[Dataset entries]
☆ ☆ ☆

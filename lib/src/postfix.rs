/*! Translation of token sequences into postfix (Reverse Polish) form.

Two passes: the first inserts the concatenation operators that are implicit
in the source text (adjacent atoms concatenate), the second is the classic
shunting-yard translation driven by operator precedence and associativity.
The postfix form removes parentheses and precedence altogether, which keeps
the NFA builder a plain stack machine.
*/

use crate::tokens::{Operator, Token};
use crate::Error;

/// Translates a token sequence into postfix form.
///
/// Fails with [`Error::UnbalancedParentheses`] when a closing parenthesis
/// has no matching opener, or an opener is still on the stack after all
/// tokens were processed.
pub fn to_postfix(tokens: &[Token]) -> Result<Vec<Token>, Error> {
    shunting_yard(&insert_concatenation(tokens))
}

/// True when the token can end the left operand of an implicit
/// concatenation: a literal, a closing parenthesis, or a unary postfix
/// operator.
fn concatenates_to_right(token: &Token) -> bool {
    match token {
        Token::Literal(_) | Token::Escaped(_) | Token::CloseParen => true,
        Token::Operator(op) => op.is_unary(),
        _ => false,
    }
}

/// True when the token can start the right operand of an implicit
/// concatenation: a literal or an opening parenthesis.
fn concatenates_to_left(token: &Token) -> bool {
    matches!(
        token,
        Token::Literal(_) | Token::Escaped(_) | Token::OpenParen
    )
}

/// Inserts an explicit concatenation operator between every pair of adjacent
/// tokens that the source-text convention concatenates.
fn insert_concatenation(tokens: &[Token]) -> Vec<Token> {
    let mut result = Vec::with_capacity(tokens.len() * 2);
    for (i, token) in tokens.iter().enumerate() {
        result.push(*token);
        if let Some(next) = tokens.get(i + 1) {
            if concatenates_to_right(token) && concatenates_to_left(next) {
                result.push(Token::Operator(Operator::Concat));
            }
        }
    }
    result
}

/// The precedence-climbing translation. Literals go straight to the output,
/// operators wait on a stack until an incoming operator with lower (or
/// equal, for left-associative operators) precedence pops them. Parentheses
/// are opaque delimiters on the stack.
fn shunting_yard(tokens: &[Token]) -> Result<Vec<Token>, Error> {
    let mut output = Vec::with_capacity(tokens.len());
    let mut stack: Vec<Token> = Vec::new();

    for token in tokens {
        match token {
            Token::Literal(_) | Token::Escaped(_) => output.push(*token),
            Token::OpenParen => stack.push(*token),
            Token::CloseParen => loop {
                match stack.pop() {
                    Some(Token::OpenParen) => break,
                    Some(op) => output.push(op),
                    None => return Err(Error::UnbalancedParentheses),
                }
            },
            Token::Operator(op) => {
                while let Some(&Token::Operator(top)) = stack.last() {
                    let pops = if op.is_right_associative() {
                        top.precedence() > op.precedence()
                    } else {
                        top.precedence() >= op.precedence()
                    };
                    if !pops {
                        break;
                    }
                    stack.pop();
                    output.push(Token::Operator(top));
                }
                stack.push(*token);
            }
        }
    }

    while let Some(token) = stack.pop() {
        match token {
            Token::OpenParen => return Err(Error::UnbalancedParentheses),
            token => output.push(token),
        }
    }

    Ok(output)
}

☆ ☆ ☆

▶ [EXERCISE GOAL]:
Going back over the entries above, copy word for word every line from the one that has "if let Some(next)" on through the one that has "while let Some(&Token::Operator(top))".

▶ [ANSWER BOX]:
        if let Some(next) = tokens.get(i + 1) {
            if concatenates_to_right(token) && concatenates_to_left(next) {
                result.push(Token::Operator(Operator::Concat));
            }
        }
    }
    result
}

/// The precedence-climbing translation. Literals go straight to the output,
/// operators wait on a stack until an incoming operator with lower (or
/// equal, for left-associative operators) precedence pops them. Parentheses
/// are opaque delimiters on the stack.
fn shunting_yard(tokens: &[Token]) -> Result<Vec<Token>, Error> {
    let mut output = Vec::with_capacity(tokens.len());
    let mut stack: Vec<Token> = Vec::new();

    for token in tokens {
        match token {
            Token::Literal(_) | Token::Escaped(_) => output.push(*token),
            Token::OpenParen => stack.push(*token),
            Token::CloseParen => loop {
                match stack.pop() {
                    Some(Token::OpenParen) => break,
                    Some(op) => output.push(op),
                    None => return Err(Error::UnbalancedParentheses),
                }
            },
            Token::Operator(op) => {
                while let Some(&Token::Operator(top)) = stack.last() {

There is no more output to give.